Abstract

Hydrogen sulfide (H₂S), an important gasotransmitter, regulates cardiovascular functions. Mitochondrial damage induced by the overproduction of reactive oxygen species (ROS) results in myocardial injury with a diabetic state. The purpose of this study was to investigate the effects of exogenous H₂S on mitophagy formation in diabetic cardiomyopathy. In this study, we found that exogenous H₂S could improve cardiac functions, reduce mitochondrial fragments and ROS levels, enhance mitochondrial respiration chain activities and inhibit mitochondrial apoptosis in the hearts of db/db mice. Our results showed that exogenous H₂S facilitated parkin translocation into mitochondria and promoted mitophagy formation in the hearts of db/db mice. Our studies further revealed that the ubiquitination level of cytosolic parkin was increased and the expression of USP8, a deubiquitinating enzyme, was decreased in db/db cardiac tissues. S-sulfhydration is a novel posttranslational modification of specific cysteine residues on target proteins by H₂S. Our results showed that the S-sulfhydration level of USP8 was obviously decreased in vivo and in vitro under hyperglycemia and hyperlipidemia, however, exogenous H₂S could reverse this effect and promote USP8/parkin interaction.

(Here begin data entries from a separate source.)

use crate::serializable_struct_with_getters;
use heurbench_utils::dejsonify;
use serde::{Deserialize, Serialize};
use std::collections::BTreeMap;

/// How a dataset run reacts to a failed case.
#[derive(Serialize, Deserialize, Clone, Copy, Debug, PartialEq, Eq, Default)]
#[serde(rename_all = "snake_case")]
pub enum EvaluationMode {
    /// Any violation or candidate failure voids the whole dataset score.
    #[default]
    AllOrNothing,
    /// Deviation from the reference behaviour: failed cases are recorded and the
    /// score averages the verified ones.
    PartialCredit,
}

serializable_struct_with_getters! {
    BenchmarkConfig {
        #[serde(default)]
        mode: EvaluationMode,
        #[serde(default)]
        domains: BTreeMap<String, DomainConfig>,
    }
}

impl Default for BenchmarkConfig {
    fn default() -> Self {
        Self {
            mode: EvaluationMode::default(),
            domains: BTreeMap::new(),
        }
    }
}

impl BenchmarkConfig {
    pub fn from_json(json: &str) -> serde_json::Result<Self> {
        dejsonify::<BenchmarkConfig>(json)
    }

    /// Settings for `domain`, falling back to defaults when the domain is not listed.
    pub fn domain(&self, domain: &str) -> DomainConfig {
        self.domains.get(domain).cloned().unwrap_or_default()
    }
}

serializable_struct_with_getters! {
    DomainConfig {
        timeout_secs: Option<u64>,
        runway_counts: Option<Vec<usize>>,
        /// File name to known-optimal objective per case; `null` marks an unknown optimum.
        #[serde(default)]
        optimal: BTreeMap<String, Vec<Option<f64>>>,
        /// File name to case indices held out for tuning.
        #[serde(default)]
        dev: BTreeMap<String, Vec<usize>>,
    }
}

impl Default for DomainConfig {
    fn default() -> Self {
        Self {
            timeout_secs: None,
            runway_counts: None,
            optimal: BTreeMap::new(),
            dev: BTreeMap::new(),
        }
    }
}

impl DomainConfig {
    pub fn optimal_for(&self, file: &str, case: usize) -> Option<f64> {
        self.optimal
            .get(file)
            .and_then(|values| values.get(case).copied().flatten())
    }

    pub fn is_dev_case(&self, file: &str, case: usize) -> bool {
        self.dev
            .get(file)
            .map_or(false, |cases| cases.contains(&case))
    }
}
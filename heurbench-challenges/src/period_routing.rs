use crate::{
    geometry::{path_length, Point},
    tokens::Tokens,
    ConstraintViolation, ParseError, ProblemInstance, Sense, EPS,
};
use serde::{Deserialize, Serialize};
use serde_json::{json, Value};
use std::collections::{BTreeMap, BTreeSet};

impl_problem_domain! {
    PeriodRouting {
        name: "period_routing",
        sense: Sense::Minimize,
        signature: [
            "depot",
            "customers",
            "vehicles_per_day",
            "vehicle_capacity",
            "period_length",
        ],
        timeout_secs: 60,
    }
}

#[derive(Serialize, Deserialize, Debug, Clone, Copy, PartialEq)]
pub struct Depot {
    pub x: f64,
    pub y: f64,
}

#[derive(Serialize, Deserialize, Debug, Clone, PartialEq)]
pub struct Customer {
    pub id: usize,
    pub x: f64,
    pub y: f64,
    pub service_duration: f64,
    pub demand: f64,
    pub frequency: usize,
    /// Allowed visit patterns, one 0/1 flag per day of the period.
    pub schedules: Vec<Vec<u8>>,
}

#[derive(Serialize, Deserialize, Debug, Clone)]
pub struct Solution {
    /// Customer id to chosen visit pattern.
    pub selected_schedules: BTreeMap<usize, Vec<u8>>,
    /// 1-based day to that day's tours, each `[0, c1, ..., ck, 0]`.
    #[serde(default)]
    pub tours: BTreeMap<usize, Vec<Vec<usize>>>,
}

impl_solution_from_value!(Solution);

#[derive(Serialize, Deserialize, Debug, Clone, PartialEq)]
pub struct Instance {
    pub vehicles_per_day: usize,
    pub vehicle_capacity: f64,
    pub period_length: usize,
    pub depot: Depot,
    pub customers: Vec<Customer>,
}

impl Instance {
    /// Depot first, then customers by id.
    fn points(&self) -> Vec<Point> {
        std::iter::once((self.depot.x, self.depot.y))
            .chain(self.customers.iter().map(|c| (c.x, c.y)))
            .collect()
    }

    pub fn evaluate_total_distance(&self, solution: &Solution) -> Result<f64, ConstraintViolation> {
        let num_customers = self.customers.len();
        self.check_schedules(solution)?;
        if let Some(&day) = solution
            .tours
            .keys()
            .find(|&&day| day == 0 || day > self.period_length)
        {
            return Err(ConstraintViolation::malformed(format!(
                "tours given for day {}, period has {} days",
                day, self.period_length
            )));
        }

        let points = self.points();
        let mut total_distance = 0.0;
        for day in 1..=self.period_length {
            let tours = solution.tours.get(&day).map(Vec::as_slice).unwrap_or(&[]);
            if tours.len() > self.vehicles_per_day {
                return Err(ConstraintViolation::CapacityExceeded {
                    entity: format!("fleet on day {}", day),
                    used: tours.len() as f64,
                    capacity: self.vehicles_per_day as f64,
                });
            }

            let mut visited = BTreeSet::new();
            for (k, tour) in tours.iter().enumerate() {
                if tour.len() < 2 || tour[0] != 0 || tour[tour.len() - 1] != 0 {
                    return Err(ConstraintViolation::DepotViolation {
                        day,
                        tour: k,
                        detail: "must start and end at the depot".to_string(),
                    });
                }
                let mut load = 0.0;
                for &node in &tour[1..tour.len() - 1] {
                    if node == 0 {
                        return Err(ConstraintViolation::DepotViolation {
                            day,
                            tour: k,
                            detail: "returns to the depot mid-tour".to_string(),
                        });
                    }
                    if node > num_customers {
                        return Err(ConstraintViolation::InvalidNode {
                            node,
                            num_nodes: num_customers + 1,
                        });
                    }
                    if !visited.insert(node) {
                        return Err(ConstraintViolation::DuplicateNode { node });
                    }
                    load += self.customers[node - 1].demand;
                }
                if load > self.vehicle_capacity + EPS {
                    return Err(ConstraintViolation::CapacityExceeded {
                        entity: format!("tour {} on day {}", k, day),
                        used: load,
                        capacity: self.vehicle_capacity,
                    });
                }
                total_distance += path_length(&points, tour);
            }

            for customer in 1..=num_customers {
                let required = solution.selected_schedules[&customer][day - 1] == 1;
                match (required, visited.contains(&customer)) {
                    (true, false) => {
                        return Err(ConstraintViolation::MissedVisit { day, customer })
                    }
                    (false, true) => {
                        return Err(ConstraintViolation::UnscheduledVisit { day, customer })
                    }
                    _ => {}
                }
            }
        }
        Ok(total_distance)
    }

    fn check_schedules(&self, solution: &Solution) -> Result<(), ConstraintViolation> {
        let num_customers = self.customers.len();
        if let Some(&id) = solution
            .selected_schedules
            .keys()
            .find(|&&id| id == 0 || id > num_customers)
        {
            return Err(ConstraintViolation::malformed(format!(
                "schedule given for unknown customer {}",
                id
            )));
        }
        for customer in &self.customers {
            let schedule = solution
                .selected_schedules
                .get(&customer.id)
                .ok_or_else(|| ConstraintViolation::ScheduleMismatch {
                    customer: customer.id,
                    detail: "no schedule selected".to_string(),
                })?;
            if schedule.len() != self.period_length {
                return Err(ConstraintViolation::ScheduleMismatch {
                    customer: customer.id,
                    detail: format!(
                        "schedule spans {} days, period has {}",
                        schedule.len(),
                        self.period_length
                    ),
                });
            }
            if !customer.schedules.contains(schedule) {
                return Err(ConstraintViolation::ScheduleMismatch {
                    customer: customer.id,
                    detail: format!("{:?} is not one of {:?}", schedule, customer.schedules),
                });
            }
        }
        Ok(())
    }
}

impl ProblemInstance for Instance {
    fn arguments(&self) -> Vec<Value> {
        vec![
            json!(self.depot),
            json!(self.customers),
            json!(self.vehicles_per_day),
            json!(self.vehicle_capacity),
            json!(self.period_length),
        ]
    }

    fn verify(&self, output: &Value) -> Result<f64, ConstraintViolation> {
        let solution = Solution::try_from(output)?;
        self.evaluate_total_distance(&solution)
    }
}

/// Day `d` (0-based) of a `t`-day combination code is bit `t - 1 - d`.
pub fn decode_schedule(code: usize, period_length: usize) -> Vec<u8> {
    (0..period_length)
        .map(|d| ((code >> (period_length - 1 - d)) & 1) as u8)
        .collect()
}

/// `type m n t`, `t` lines `D Q` (only day one's `Q` is used), then `n + 1` records `i x y d q f a c_1 .. c_a`, depot first.
pub fn parse_instances(text: &str) -> Result<Vec<Instance>, ParseError> {
    let mut tokens = Tokens::new(text);
    let problem_type = tokens.next_usize("problem type")?;
    if problem_type != 1 {
        return Err(ParseError::Invalid {
            context: "problem type".to_string(),
            reason: format!("expected 1 (periodic routing), got {}", problem_type),
        });
    }
    let vehicles_per_day = tokens.next_usize("number of vehicles")?;
    let num_customers = tokens.next_usize("number of customers")?;
    let period_length = tokens.next_usize("number of days")?;
    if period_length == 0 || period_length >= usize::BITS as usize {
        return Err(ParseError::Invalid {
            context: "number of days".to_string(),
            reason: format!("unsupported period length {}", period_length),
        });
    }
    let limits = (0..period_length)
        .map(|d| tokens.take_f64s(2, &format!("day {} limits", d + 1)))
        .collect::<Result<Vec<_>, _>>()?;

    let mut depot = None;
    let mut customers = Vec::new();
    for i in 0..=num_customers {
        let context = format!("vertex record {}", i);
        let id = tokens.next_usize(&context)?;
        if id != i {
            return Err(ParseError::Invalid {
                context,
                reason: format!("expected vertex {}, found {}", i, id),
            });
        }
        let values = tokens.take_f64s(4, &context)?;
        let frequency = tokens.next_usize(&context)?;
        let num_schedules = tokens.next_usize(&context)?;
        let codes = tokens.take_usizes(num_schedules, &context)?;
        if i == 0 {
            depot = Some(Depot {
                x: values[0],
                y: values[1],
            });
            continue;
        }
        customers.push(Customer {
            id,
            x: values[0],
            y: values[1],
            service_duration: values[2],
            demand: values[3],
            frequency,
            schedules: codes
                .into_iter()
                .map(|code| decode_schedule(code, period_length))
                .collect(),
        });
    }

    Ok(vec![Instance {
        vehicles_per_day,
        vehicle_capacity: limits[0][1],
        period_length,
        depot: depot.ok_or_else(|| ParseError::Invalid {
            context: "depot".to_string(),
            reason: "missing depot record".to_string(),
        })?,
        customers,
    }])
}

Dithiothreitol, a reducing agent that reverses sulfhydration-mediated covalent modification, increased the ubiquitylation level of parkin, abolished the effects of exogenous H₂S on USP8 deubiquitylation and suppressed the interaction of USP8 with parkin in neonatal rat cardiomyocytes treated with high glucose, oleate and palmitate. Our findings suggested that H₂S promoted mitophagy formation by increasing S-sulfhydration of USP8, which enhanced deubiquitination of parkin through the recruitment of parkin in mitochondria.